An effective Gantt chart should show all the different steps for designing the geospatial design. The project proposal you’ve outlined in this term project is the “planning” stage of your GIS design. The next stage(s) are developing the design and evaluating the final version (which is an iterative process). Consider steps that a GIS analyst would implement including setting up the workstation, buying the appropriate licenses/computer hardware (if necessary), accessing and analyzing the data, conducting a needs assessment/cognitive walkthrough, developing the geospatial software (whether that includes from a low/no code option or from an open source may require more time/steps), performing the usability testing, beta testing, and maintenance.

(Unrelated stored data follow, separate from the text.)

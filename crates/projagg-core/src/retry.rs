//! Bounded retry for calls into the automation surface.

use crate::error::{Error, Result};
use std::future::Future;
use std::time::Duration;
use tracing::{debug, warn};

/// Retries after the first attempt.
pub const DEFAULT_RETRIES: u32 = 10;

/// Fixed pause between attempts.
pub const DEFAULT_DELAY: Duration = Duration::from_secs(3);

/// Fixed-delay retry policy.
///
/// An operation is run up to `retries + 1` times. Attempts are sequential;
/// when the budget runs out the last error from the operation is returned
/// unchanged. Only automation failures are retried; input errors such as
/// [`Error::PathNotFound`] or [`Error::HostNotFound`] are returned at once.
#[derive(Debug, Clone, Copy, PartialEq, Eq)]
pub struct RetryPolicy {
    pub retries: u32,
    pub delay: Duration,
}

impl Default for RetryPolicy {
    fn default() -> Self {
        Self {
            retries: DEFAULT_RETRIES,
            delay: DEFAULT_DELAY,
        }
    }
}

impl RetryPolicy {
    pub fn new(retries: u32, delay: Duration) -> Self {
        Self { retries, delay }
    }

    /// Run once with no retries.
    pub fn none() -> Self {
        Self::new(0, Duration::ZERO)
    }

    /// Total number of times an operation may run.
    pub fn max_attempts(&self) -> u32 {
        self.retries.saturating_add(1)
    }

    /// Whether a failed attempt should be tried again.
    pub fn should_retry(&self, error: &Error) -> bool {
        error.is_automation_failure()
    }

    /// Run `op`, retrying automation failures until the budget is spent.
    pub async fn attempt<T, F, Fut>(&self, label: &str, mut op: F) -> Result<T>
    where
        F: FnMut() -> Fut,
        Fut: Future<Output = Result<T>>,
    {
        let mut remaining = self.retries;
        let mut attempt = 1u32;

        loop {
            match op().await {
                Ok(value) => {
                    if attempt > 1 {
                        debug!("{} succeeded on attempt {}", label, attempt);
                    }
                    return Ok(value);
                }
                Err(e) if remaining > 0 && self.should_retry(&e) => {
                    warn!(
                        "{} failed (attempt {}/{}): {}",
                        label,
                        attempt,
                        self.max_attempts(),
                        e
                    );
                    remaining -= 1;
                    attempt += 1;
                    tokio::time::sleep(self.delay).await;
                }
                Err(e) if !self.should_retry(&e) => {
                    debug!("{} failed with a non-retryable error: {}", label, e);
                    return Err(e);
                }
                Err(e) => {
                    warn!("{} failed after {} attempt(s): {}", label, attempt, e);
                    return Err(e);
                }
            }
        }
    }
}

You may have many more steps for your project, considering the entire life cycle of developing a Geospatial Design.

There are several different methods for developing a Gantt chart.

Gantt Chart in Excel

From the website above (click “Gantt Chart in Excel”) for creating a Gantt chart in Excel, you can expect to create a Gantt chart as displayed below. However, your Gantt chart should have more specific details (e.g. instead of four tasks, you should have at least 10 – depending on the complexity of your project). You may also consider incorporating specific “quarters” for your development.

A very brief example Gantt chart for visualizing the four stages of geospatial design.

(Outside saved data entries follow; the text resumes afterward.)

//! Run log collaborator.
//!
//! Reconciliation runs report progress as plain lines (banner, added
//! members, failures). Where those lines end up is the caller's choice.

use std::sync::Mutex;
use tracing::info;

/// Sink for human-readable run progress. Fire-and-forget.
pub trait RunLog: Send + Sync {
    fn log(&self, line: &str);
}

/// Forwards run lines to `tracing` at info level.
#[derive(Debug, Default, Clone, Copy)]
pub struct TracingLog;

impl RunLog for TracingLog {
    fn log(&self, line: &str) {
        info!(target: "projagg", "{}", line);
    }
}

/// Keeps run lines in memory.
#[derive(Debug, Default)]
pub struct MemoryLog {
    lines: Mutex<Vec<String>>,
}

impl MemoryLog {
    pub fn new() -> Self {
        Self::default()
    }

    /// Snapshot of the lines logged so far.
    pub fn lines(&self) -> Vec<String> {
        match self.lines.lock() {
            Ok(lines) => lines.clone(),
            Err(poisoned) => poisoned.into_inner().clone(),
        }
    }

    pub fn contains(&self, needle: &str) -> bool {
        self.lines().iter().any(|line| line.contains(needle))
    }
}

impl RunLog for MemoryLog {
    fn log(&self, line: &str) {
        let mut lines = match self.lines.lock() {
            Ok(lines) => lines,
            Err(poisoned) => poisoned.into_inner(),
        };
        lines.push(line.to_string());
    }
}

#[cfg(test)]
mod tests {
    use super::*;
    use std::sync::Arc;

    #[test]
    fn test_memory_log_keeps_order() {
        let log = MemoryLog::new();
        log.log("first");
        log.log("second");

        assert_eq!(log.lines(), vec!["first", "second"]);
        assert!(log.contains("sec"));
        assert!(!log.contains("third"));
    }

    #[test]
    fn test_memory_log_from_other_thread() {
        let log = Arc::new(MemoryLog::new());
        let worker = {
            let log = Arc::clone(&log);
            std::thread::spawn(move || log.log("from worker"))
        };
        worker.join().expect("worker panicked");

        assert_eq!(log.lines(), vec!["from worker"]);
    }
}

Credit: Brandi Gaertner © Penn State is licensed under CC BY-NC-SA 4.0

Gantt Chart in R programming Language

Using the detailed step-by-step explanation above, you can produce a much more customizable Gantt chart with the same data in the R programming language using ggplot and tidyverse. (Link Above: click “Gantt chart in R Programming Language”).

Below is an example of the Gantt chart you can create, which has different “stages” of design, specific dates, different tasks, and an additional detail of completed versus not yet done.

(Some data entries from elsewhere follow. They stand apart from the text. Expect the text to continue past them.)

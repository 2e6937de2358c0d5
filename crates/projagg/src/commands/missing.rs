//! Missing command: list projects the solution does not reference yet.

use anyhow::Result;
use colored::Colorize;
use projagg_core::{CandidateMember, build_plan};

use crate::cli::TargetArgs;

pub async fn execute(target: &TargetArgs, json: bool) -> Result<()> {
    let missing = find_missing(target)?;

    if json {
        println!("{}", serde_json::to_string_pretty(&missing)?);
        return Ok(());
    }

    println!(
        "{}",
        format!("Missing from {}", target.solution.display()).cyan().bold()
    );
    println!("{}", "─".repeat(50));

    if missing.is_empty() {
        println!("  {}", "✓ none".green());
        return Ok(());
    }

    for candidate in &missing {
        println!("  {}", candidate.full_path.display());
    }
    println!();
    println!("  {} project(s) missing", missing.len().to_string().yellow());

    Ok(())
}

fn find_missing(target: &TargetArgs) -> Result<Vec<CandidateMember>> {
    let plan = build_plan(&target.solution, &target.root)?;
    Ok(plan.missing)
}

#[cfg(test)]
mod tests {
    use super::*;
    use tempfile::tempdir;

    #[test]
    fn test_find_missing() {
        let temp = tempdir().expect("Failed to create temp dir");
        for name in ["A.csproj", "B.vbproj", "C.txt"] {
            std::fs::write(temp.path().join(name), "").expect("write");
        }
        let solution = temp.path().join("All.sln");
        std::fs::write(
            &solution,
            "Project(\"{FAE04EC0-301F-11D3-BF4B-00C04F79EFBC}\") = \"A\", \"A.csproj\", \"{GUID}\"\r\n",
        )
        .expect("write sln");

        let missing = find_missing(&TargetArgs {
            solution,
            root: temp.path().to_path_buf(),
        })
        .expect("find missing");

        let names: Vec<&str> = missing.iter().map(|c| c.file_name.as_str()).collect();
        assert_eq!(names, vec!["B.vbproj"]);
    }

    #[test]
    fn test_find_missing_bad_root() {
        let temp = tempdir().expect("Failed to create temp dir");
        let result = find_missing(&TargetArgs {
            solution: temp.path().join("All.sln"),
            root: temp.path().join("nope"),
        });
        assert!(result.is_err());
    }

    #[test]
    fn test_find_missing_bad_solution_folder() {
        let temp = tempdir().expect("Failed to create temp dir");
        let result = find_missing(&TargetArgs {
            solution: temp.path().join("gone").join("All.sln"),
            root: temp.path().to_path_buf(),
        });

        let err = result.unwrap_err();
        assert!(err.to_string().starts_with("Path not found"));
    }
}
//! CLI argument definitions using clap derive macros.

use clap::{Args, Parser, Subcommand};
use projagg_core::HostVersion;
use std::path::PathBuf;

/// Project Aggregator
///
/// Adds project files found under a folder to a Visual Studio solution.
#[derive(Parser, Debug)]
#[command(name = "projagg")]
#[command(author, version, about, long_about = None)]
#[command(propagate_version = true)]
pub struct Cli {
    #[command(subcommand)]
    pub command: Commands,
}

#[derive(Subcommand, Debug)]
pub enum Commands {
    /// Add every project under the root folder that the solution is missing
    Aggregate(AggregateCommand),

    /// Show projects missing from the solution without changing it
    Missing {
        #[command(flatten)]
        target: TargetArgs,

        /// Output as JSON
        #[arg(short, long)]
        json: bool,
    },

    /// Run diagnostics
    Doctor,

    /// Show version
    Version,
}

/// Solution and folder to reconcile.
#[derive(Args, Debug, Clone)]
pub struct TargetArgs {
    /// Solution file (created if it does not exist)
    #[arg(short, long, env = "PROJAGG_SOLUTION")]
    pub solution: PathBuf,

    /// Folder holding the project files
    #[arg(short, long, env = "PROJAGG_ROOT")]
    pub root: PathBuf,
}

#[derive(Args, Debug)]
pub struct AggregateCommand {
    #[command(flatten)]
    pub target: TargetArgs,

    /// Host version (vs2013, vs2015)
    #[arg(long, env = "PROJAGG_HOST_VERSION", value_parser = parse_host_version)]
    pub host_version: Option<HostVersion>,

    /// Maximum number of add passes
    #[arg(long)]
    pub passes: Option<usize>,

    /// Stop as soon as a pass adds nothing
    #[arg(long)]
    pub stop_on_convergence: bool,

    /// dotnet executable to drive
    #[arg(long, env = "PROJAGG_DOTNET")]
    pub dotnet: Option<String>,

    /// Output the run report as JSON
    #[arg(short, long)]
    pub json: bool,
}

fn parse_host_version(s: &str) -> Result<HostVersion, String> {
    s.parse().map_err(|e: projagg_core::Error| e.to_string())
}

#[cfg(test)]
mod tests {
    use super::*;
    use clap::CommandFactory;

    #[test]
    fn test_cli_definition_is_valid() {
        Cli::command().debug_assert();
    }

    #[test]
    fn test_parse_aggregate() {
        let cli = Cli::try_parse_from([
            "projagg",
            "aggregate",
            "--solution",
            "All.sln",
            "--root",
            "src",
            "--host-version",
            "vs2013",
            "--passes",
            "3",
            "--stop-on-convergence",
        ])
        .expect("parse");

        match cli.command {
            Commands::Aggregate(cmd) => {
                assert_eq!(cmd.target.solution, PathBuf::from("All.sln"));
                assert_eq!(cmd.target.root, PathBuf::from("src"));
                assert_eq!(cmd.host_version, Some(HostVersion::VisualStudio2013));
                assert_eq!(cmd.passes, Some(3));
                assert!(cmd.stop_on_convergence);
                assert!(cmd.dotnet.is_none());
            }
            other => panic!("unexpected command: {other:?}"),
        }
    }

    #[test]
    fn test_rejects_unknown_host_version() {
        let result = Cli::try_parse_from([
            "projagg",
            "aggregate",
            "-s",
            "All.sln",
            "-r",
            "src",
            "--host-version",
            "vs2019",
        ]);
        assert!(result.is_err());
    }

    #[test]
    fn test_parse_missing_json() {
        let cli = Cli::try_parse_from(["projagg", "missing", "-s", "All.sln", "-r", ".", "--json"])
            .expect("parse");
        assert!(matches!(cli.command, Commands::Missing { json: true, .. }));
    }
}
//! Run log that writes straight to the terminal.

use projagg_core::log::RunLog;

/// Prints run lines to stdout as they arrive.
#[derive(Debug, Default, Clone, Copy)]
pub struct ConsoleLog;

impl RunLog for ConsoleLog {
    fn log(&self, line: &str) {
        println!("{}", line);
    }
}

A detailed example of a Gantt chart that can be created in R programming language that offers customization for dates, tasks, and completion.

Credit: Community Contribution Gantt Chart by Joyce Robbins is licensed under GNU General Public License. Accessed Dec. 2, 2024.

Charts in Python

Depending on your fluency with python, you can create a Gantt chart using MatPlotLib (link above: Click “Gantt Charts in Python”), which offers similar customization as R including dates, project tasks, and additional details of completed/Not Yet Completed.

The example below shows different tasks broken down by “team”; however, you can easily break it down by “Completed” and “Not Yet Completed”. You can add additional details if you are comfortable with Python and/or interested in providing detail on your chart.

A detailed example of a Gantt chart produced using MatPlotLib in Python. Screen capture by Brandi Gaertner

Credit: Kosourova Elena “How to Make a Gantt Chart in Python with Matplotlib.” datacamp. November 16, 2022.

The lesson 7 readings focus on usability testing and the cost benefit analysis. Both are very important components of your analysis, since they provide information on the usability of design, as well as valuable information to stakeholders on the costs of the system.

Once you have created a GISystem, it is time to evaluate the effectiveness of the system and how well it meets user needs. You have several evaluation methods depending on your GISystem Design, your users, and the needs requirements. It is important to frequently evaluate your system as an iterative approach to GISystem maintenance. 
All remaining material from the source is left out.